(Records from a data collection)
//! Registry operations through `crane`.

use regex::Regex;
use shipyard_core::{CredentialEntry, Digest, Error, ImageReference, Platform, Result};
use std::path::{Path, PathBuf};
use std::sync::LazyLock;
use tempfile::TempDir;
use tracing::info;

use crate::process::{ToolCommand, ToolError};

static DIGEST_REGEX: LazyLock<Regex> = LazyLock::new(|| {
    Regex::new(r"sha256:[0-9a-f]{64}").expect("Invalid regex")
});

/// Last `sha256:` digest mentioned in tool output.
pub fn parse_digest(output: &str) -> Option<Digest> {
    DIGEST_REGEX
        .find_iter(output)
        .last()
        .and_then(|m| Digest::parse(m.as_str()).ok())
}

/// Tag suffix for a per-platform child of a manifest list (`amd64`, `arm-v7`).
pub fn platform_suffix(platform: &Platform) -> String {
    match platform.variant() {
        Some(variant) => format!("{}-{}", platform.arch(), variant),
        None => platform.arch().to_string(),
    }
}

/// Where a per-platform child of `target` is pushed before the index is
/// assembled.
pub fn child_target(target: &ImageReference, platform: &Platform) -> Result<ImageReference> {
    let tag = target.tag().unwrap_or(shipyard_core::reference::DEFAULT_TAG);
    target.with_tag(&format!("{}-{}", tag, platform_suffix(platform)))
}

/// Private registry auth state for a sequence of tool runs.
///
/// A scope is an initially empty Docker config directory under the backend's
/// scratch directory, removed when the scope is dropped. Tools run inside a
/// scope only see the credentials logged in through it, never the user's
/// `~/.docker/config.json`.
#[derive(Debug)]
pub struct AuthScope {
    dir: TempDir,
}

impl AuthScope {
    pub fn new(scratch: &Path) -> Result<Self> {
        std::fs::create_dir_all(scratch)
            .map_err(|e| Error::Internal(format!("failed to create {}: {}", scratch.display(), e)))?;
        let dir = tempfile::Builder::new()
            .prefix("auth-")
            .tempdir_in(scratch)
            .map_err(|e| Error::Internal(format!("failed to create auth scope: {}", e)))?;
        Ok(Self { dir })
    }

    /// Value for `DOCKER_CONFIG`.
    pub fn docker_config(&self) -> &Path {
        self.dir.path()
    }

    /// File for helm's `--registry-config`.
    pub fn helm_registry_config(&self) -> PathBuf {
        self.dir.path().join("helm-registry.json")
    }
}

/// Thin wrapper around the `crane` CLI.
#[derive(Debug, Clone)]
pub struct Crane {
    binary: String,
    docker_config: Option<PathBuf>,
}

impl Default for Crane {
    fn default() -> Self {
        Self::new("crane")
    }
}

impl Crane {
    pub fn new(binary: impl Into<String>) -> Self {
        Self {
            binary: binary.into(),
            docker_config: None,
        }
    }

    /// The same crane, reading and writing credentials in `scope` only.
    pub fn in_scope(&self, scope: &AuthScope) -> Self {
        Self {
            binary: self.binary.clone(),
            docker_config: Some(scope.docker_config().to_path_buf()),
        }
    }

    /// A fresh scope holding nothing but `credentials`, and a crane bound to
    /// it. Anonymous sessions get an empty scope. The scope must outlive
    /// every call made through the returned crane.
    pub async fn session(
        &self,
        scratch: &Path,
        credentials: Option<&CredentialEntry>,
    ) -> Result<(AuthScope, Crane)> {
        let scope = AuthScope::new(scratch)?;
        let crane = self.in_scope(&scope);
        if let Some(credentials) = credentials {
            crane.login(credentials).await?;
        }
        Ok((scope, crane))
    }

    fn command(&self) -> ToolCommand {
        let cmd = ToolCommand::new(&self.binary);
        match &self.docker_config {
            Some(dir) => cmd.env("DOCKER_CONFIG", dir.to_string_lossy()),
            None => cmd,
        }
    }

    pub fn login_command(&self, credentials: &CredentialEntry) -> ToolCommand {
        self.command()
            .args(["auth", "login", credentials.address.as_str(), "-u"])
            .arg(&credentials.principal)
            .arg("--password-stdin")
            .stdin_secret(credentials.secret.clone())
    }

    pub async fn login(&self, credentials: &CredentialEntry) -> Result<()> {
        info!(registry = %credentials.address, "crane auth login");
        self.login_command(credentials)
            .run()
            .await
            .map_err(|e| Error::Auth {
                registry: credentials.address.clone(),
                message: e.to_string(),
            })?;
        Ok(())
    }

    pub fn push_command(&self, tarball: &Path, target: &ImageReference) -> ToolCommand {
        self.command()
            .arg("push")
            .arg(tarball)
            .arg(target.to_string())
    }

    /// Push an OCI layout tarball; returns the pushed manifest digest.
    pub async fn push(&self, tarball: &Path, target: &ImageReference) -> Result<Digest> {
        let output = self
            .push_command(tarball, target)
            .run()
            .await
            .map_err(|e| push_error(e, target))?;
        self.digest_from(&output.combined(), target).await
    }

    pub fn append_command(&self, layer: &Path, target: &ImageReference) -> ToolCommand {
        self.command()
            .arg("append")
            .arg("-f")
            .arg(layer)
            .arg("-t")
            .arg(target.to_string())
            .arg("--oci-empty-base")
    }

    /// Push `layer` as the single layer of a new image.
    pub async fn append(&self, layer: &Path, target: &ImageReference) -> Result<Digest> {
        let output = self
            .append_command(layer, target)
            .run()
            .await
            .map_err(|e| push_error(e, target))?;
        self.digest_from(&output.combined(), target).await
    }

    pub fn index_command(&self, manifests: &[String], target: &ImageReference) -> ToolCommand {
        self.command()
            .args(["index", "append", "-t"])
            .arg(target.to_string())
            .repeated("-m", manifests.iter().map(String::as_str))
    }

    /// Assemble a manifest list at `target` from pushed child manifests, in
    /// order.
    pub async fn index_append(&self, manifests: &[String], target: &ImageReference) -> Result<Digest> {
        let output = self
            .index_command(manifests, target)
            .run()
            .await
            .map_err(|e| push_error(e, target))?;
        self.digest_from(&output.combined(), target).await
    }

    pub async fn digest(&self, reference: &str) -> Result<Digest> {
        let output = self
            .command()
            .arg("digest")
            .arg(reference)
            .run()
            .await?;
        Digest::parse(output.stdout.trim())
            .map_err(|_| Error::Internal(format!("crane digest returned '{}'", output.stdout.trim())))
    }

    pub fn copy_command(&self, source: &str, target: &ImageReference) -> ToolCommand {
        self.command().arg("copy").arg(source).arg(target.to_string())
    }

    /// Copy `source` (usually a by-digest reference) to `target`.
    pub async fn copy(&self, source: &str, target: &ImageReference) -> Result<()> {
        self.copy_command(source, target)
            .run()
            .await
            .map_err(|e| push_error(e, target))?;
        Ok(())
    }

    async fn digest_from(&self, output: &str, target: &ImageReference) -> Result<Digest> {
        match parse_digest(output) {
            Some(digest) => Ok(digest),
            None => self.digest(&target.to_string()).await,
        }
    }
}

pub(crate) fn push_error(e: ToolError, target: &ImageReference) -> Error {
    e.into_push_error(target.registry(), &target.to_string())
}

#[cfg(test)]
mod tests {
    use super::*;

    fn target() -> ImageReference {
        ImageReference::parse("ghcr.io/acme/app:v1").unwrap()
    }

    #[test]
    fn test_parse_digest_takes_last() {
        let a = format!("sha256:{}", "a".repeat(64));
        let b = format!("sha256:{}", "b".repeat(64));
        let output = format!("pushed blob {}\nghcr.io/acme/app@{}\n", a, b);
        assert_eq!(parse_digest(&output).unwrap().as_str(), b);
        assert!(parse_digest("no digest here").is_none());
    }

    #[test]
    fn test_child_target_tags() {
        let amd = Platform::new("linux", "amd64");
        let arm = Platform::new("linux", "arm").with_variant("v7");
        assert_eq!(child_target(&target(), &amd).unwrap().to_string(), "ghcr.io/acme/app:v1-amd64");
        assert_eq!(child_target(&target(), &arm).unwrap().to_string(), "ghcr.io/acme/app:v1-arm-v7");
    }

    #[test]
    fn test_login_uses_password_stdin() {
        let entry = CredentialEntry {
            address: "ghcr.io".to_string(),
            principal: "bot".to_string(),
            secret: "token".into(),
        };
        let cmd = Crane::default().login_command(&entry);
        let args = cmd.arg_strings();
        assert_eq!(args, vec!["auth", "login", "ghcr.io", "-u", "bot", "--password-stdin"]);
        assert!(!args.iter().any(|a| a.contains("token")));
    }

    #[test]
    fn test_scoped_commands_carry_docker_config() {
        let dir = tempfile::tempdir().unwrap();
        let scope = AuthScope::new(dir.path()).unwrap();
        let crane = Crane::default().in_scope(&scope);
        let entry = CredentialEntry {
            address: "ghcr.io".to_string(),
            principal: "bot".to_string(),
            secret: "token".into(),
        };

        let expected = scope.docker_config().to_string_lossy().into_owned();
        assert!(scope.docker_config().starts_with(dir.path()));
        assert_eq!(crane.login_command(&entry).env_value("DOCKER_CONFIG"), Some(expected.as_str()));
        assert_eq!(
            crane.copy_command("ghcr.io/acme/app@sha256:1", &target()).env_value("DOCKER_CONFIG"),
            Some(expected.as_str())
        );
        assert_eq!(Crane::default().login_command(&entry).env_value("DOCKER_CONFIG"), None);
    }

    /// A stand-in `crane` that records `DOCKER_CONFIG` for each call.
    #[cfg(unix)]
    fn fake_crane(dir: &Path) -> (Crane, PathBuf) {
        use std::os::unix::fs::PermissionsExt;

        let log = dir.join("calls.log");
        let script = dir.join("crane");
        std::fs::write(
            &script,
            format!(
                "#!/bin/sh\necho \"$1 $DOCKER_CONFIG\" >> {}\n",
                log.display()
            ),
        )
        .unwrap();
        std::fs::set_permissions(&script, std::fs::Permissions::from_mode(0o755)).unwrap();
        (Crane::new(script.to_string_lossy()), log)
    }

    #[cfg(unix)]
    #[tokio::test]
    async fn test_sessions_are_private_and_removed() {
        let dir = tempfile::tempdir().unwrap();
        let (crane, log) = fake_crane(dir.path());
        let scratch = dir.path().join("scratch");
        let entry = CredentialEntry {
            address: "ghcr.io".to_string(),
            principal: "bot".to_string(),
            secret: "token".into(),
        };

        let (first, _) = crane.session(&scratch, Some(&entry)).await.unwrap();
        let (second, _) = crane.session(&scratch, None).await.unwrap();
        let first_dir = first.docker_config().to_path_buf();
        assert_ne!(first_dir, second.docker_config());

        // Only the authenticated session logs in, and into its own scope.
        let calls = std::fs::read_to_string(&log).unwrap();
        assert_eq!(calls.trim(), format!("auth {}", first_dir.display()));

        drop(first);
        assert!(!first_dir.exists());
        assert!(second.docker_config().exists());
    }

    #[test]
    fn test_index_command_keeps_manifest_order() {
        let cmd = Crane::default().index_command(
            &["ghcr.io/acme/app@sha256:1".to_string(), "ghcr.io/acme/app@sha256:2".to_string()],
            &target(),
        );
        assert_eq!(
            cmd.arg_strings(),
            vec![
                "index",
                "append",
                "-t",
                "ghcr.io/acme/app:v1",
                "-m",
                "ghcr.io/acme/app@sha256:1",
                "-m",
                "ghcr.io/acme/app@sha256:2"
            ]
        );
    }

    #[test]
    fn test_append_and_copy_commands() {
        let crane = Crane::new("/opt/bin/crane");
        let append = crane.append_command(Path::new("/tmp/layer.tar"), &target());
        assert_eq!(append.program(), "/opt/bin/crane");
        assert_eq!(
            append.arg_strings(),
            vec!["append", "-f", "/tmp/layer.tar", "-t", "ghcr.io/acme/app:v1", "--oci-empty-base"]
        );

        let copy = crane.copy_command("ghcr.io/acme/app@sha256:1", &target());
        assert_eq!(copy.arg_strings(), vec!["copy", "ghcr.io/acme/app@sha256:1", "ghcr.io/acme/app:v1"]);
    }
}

...

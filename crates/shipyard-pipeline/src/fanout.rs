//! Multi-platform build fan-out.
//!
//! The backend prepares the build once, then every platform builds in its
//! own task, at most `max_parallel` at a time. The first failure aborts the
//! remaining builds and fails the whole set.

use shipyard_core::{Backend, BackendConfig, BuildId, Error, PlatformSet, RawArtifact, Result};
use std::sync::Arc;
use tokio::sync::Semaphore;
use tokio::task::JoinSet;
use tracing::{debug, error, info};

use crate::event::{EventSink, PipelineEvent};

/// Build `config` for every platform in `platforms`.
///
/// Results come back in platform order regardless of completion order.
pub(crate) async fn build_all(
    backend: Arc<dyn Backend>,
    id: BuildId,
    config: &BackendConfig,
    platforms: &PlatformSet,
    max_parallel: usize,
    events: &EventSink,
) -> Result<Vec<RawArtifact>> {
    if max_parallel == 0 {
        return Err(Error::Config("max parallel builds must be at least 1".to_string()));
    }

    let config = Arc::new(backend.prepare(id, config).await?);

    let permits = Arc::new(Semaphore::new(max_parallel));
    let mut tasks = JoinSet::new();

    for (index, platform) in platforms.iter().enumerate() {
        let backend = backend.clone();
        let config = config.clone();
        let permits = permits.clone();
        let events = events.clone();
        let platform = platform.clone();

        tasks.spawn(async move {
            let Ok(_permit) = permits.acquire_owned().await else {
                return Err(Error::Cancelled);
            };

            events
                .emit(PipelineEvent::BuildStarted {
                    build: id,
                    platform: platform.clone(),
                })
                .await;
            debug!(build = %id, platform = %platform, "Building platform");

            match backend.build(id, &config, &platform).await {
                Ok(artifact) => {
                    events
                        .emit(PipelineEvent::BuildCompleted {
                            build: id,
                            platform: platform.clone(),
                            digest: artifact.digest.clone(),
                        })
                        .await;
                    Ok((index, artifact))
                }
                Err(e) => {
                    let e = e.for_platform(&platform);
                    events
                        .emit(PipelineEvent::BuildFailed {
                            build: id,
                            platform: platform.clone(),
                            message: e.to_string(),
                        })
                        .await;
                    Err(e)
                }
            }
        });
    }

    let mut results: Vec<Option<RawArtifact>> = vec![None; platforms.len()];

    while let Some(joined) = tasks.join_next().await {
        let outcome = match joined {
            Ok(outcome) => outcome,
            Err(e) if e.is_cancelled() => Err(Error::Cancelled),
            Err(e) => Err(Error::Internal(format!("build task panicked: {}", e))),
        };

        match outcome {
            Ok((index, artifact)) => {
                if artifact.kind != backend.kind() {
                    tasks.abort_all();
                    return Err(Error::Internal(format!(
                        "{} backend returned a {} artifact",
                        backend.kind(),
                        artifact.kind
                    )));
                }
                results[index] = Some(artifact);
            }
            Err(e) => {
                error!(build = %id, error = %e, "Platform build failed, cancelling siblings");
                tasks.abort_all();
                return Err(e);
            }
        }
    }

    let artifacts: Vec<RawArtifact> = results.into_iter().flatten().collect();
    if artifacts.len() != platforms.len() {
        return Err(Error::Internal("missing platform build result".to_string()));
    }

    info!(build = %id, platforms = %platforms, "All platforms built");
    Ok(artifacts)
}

==

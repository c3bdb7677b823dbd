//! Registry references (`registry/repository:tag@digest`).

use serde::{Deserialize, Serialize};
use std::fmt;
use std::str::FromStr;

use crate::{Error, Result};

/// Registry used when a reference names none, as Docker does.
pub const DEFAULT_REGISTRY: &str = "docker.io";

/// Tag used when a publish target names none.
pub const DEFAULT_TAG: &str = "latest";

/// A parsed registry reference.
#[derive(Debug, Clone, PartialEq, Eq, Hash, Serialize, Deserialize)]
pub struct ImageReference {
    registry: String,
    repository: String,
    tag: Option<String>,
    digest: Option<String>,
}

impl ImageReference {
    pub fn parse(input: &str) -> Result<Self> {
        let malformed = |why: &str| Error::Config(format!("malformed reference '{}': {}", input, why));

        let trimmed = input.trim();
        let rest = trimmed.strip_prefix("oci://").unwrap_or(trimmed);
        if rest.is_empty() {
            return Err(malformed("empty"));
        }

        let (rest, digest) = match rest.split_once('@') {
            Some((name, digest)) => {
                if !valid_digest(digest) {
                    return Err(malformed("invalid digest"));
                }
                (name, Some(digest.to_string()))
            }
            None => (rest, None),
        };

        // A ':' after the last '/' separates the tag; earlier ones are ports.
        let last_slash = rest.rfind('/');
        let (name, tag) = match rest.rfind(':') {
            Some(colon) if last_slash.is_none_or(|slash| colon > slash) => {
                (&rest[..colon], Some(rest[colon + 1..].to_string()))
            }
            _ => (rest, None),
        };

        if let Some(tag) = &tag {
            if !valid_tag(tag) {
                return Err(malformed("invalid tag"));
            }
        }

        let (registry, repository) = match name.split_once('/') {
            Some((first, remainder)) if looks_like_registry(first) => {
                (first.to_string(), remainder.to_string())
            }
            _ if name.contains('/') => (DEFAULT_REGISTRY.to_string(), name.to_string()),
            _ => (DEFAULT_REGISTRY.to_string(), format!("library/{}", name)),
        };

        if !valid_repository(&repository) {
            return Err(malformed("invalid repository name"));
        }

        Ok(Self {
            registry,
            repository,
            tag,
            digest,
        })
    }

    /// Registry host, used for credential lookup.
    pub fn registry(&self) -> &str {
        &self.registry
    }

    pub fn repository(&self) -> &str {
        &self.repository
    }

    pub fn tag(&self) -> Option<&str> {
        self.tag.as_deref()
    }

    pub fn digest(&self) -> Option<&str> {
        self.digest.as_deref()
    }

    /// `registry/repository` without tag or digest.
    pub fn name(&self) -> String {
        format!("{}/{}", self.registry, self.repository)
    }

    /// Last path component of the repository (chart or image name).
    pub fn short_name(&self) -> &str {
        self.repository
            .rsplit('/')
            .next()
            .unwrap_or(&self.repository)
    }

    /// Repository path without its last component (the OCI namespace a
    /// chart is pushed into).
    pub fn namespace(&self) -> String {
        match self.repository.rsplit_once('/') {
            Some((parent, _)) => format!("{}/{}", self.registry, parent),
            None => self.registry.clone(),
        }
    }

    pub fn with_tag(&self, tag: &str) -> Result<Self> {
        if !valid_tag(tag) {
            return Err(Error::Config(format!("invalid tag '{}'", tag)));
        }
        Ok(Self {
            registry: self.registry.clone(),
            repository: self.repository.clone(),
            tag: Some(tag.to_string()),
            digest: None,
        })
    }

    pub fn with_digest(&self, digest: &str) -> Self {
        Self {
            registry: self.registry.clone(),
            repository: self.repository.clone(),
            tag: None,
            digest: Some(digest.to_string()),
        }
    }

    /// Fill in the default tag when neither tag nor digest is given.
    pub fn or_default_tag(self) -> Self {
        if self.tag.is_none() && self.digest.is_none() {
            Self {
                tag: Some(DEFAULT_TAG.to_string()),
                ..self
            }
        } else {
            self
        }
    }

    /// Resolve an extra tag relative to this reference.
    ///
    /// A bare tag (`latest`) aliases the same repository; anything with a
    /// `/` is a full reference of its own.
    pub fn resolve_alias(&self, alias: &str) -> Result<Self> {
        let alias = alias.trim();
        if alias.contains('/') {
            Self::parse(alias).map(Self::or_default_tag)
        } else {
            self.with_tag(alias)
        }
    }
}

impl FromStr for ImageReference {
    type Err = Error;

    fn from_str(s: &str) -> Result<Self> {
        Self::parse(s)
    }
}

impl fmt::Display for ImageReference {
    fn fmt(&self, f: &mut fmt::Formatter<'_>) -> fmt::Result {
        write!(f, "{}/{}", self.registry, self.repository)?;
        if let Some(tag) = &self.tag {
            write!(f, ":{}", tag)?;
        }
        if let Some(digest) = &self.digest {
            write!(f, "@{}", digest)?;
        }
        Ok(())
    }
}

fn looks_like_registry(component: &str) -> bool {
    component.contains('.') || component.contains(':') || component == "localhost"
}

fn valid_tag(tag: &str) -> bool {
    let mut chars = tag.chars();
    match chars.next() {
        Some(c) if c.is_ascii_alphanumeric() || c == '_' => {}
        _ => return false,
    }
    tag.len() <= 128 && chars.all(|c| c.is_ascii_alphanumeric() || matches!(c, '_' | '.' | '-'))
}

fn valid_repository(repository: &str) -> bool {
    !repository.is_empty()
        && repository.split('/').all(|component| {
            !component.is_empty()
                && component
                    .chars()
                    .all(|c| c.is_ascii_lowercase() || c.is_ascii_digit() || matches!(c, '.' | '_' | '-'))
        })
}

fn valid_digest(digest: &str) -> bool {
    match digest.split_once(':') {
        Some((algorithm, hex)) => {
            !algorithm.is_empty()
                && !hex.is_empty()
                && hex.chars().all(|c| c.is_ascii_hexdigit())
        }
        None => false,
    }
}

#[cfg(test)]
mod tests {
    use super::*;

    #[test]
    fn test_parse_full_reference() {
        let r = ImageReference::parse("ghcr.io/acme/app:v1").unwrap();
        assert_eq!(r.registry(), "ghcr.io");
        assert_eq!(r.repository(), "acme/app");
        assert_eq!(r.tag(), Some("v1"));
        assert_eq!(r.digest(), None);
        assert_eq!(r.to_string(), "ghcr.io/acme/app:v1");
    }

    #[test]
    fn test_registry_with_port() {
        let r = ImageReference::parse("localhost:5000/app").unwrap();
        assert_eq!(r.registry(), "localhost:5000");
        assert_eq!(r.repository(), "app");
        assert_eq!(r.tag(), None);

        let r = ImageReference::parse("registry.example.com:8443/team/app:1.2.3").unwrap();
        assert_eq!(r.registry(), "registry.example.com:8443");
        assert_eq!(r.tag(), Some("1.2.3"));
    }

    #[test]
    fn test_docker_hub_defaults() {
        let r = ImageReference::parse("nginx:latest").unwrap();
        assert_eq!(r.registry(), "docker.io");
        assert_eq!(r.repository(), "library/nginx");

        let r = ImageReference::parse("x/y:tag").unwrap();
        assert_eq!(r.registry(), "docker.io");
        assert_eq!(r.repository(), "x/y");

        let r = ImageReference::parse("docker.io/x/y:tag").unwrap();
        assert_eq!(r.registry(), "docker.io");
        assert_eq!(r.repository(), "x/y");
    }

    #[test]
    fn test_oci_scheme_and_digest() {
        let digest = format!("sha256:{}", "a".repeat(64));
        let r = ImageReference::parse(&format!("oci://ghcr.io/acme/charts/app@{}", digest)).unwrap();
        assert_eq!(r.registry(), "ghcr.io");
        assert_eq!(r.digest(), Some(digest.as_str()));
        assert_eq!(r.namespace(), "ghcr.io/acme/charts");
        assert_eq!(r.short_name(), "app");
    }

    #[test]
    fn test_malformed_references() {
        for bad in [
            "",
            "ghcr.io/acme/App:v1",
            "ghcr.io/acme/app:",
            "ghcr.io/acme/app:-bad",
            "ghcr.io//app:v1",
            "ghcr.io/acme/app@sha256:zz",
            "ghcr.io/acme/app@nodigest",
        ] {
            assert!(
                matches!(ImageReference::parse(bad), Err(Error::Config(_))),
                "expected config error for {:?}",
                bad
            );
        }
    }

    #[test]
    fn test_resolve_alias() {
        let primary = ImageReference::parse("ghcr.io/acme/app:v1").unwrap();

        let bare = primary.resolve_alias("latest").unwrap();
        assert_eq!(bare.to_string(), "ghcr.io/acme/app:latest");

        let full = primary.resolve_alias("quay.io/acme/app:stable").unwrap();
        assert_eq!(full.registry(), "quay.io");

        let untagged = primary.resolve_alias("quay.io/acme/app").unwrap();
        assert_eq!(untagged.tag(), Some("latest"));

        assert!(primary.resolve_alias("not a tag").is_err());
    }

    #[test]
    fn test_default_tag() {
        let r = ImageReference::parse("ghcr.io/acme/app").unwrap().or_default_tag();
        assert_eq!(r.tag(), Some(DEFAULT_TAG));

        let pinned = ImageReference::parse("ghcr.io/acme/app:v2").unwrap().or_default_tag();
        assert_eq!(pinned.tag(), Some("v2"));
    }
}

Task details:
Working through the records, find each line containing the word "binary" and copy it.

Answer for the task:
    binary: String,
    pub fn new(binary: impl Into<String>) -> Self {
            binary: binary.into(),
            binary: self.binary.clone(),
        let cmd = ToolCommand::new(&self.binary);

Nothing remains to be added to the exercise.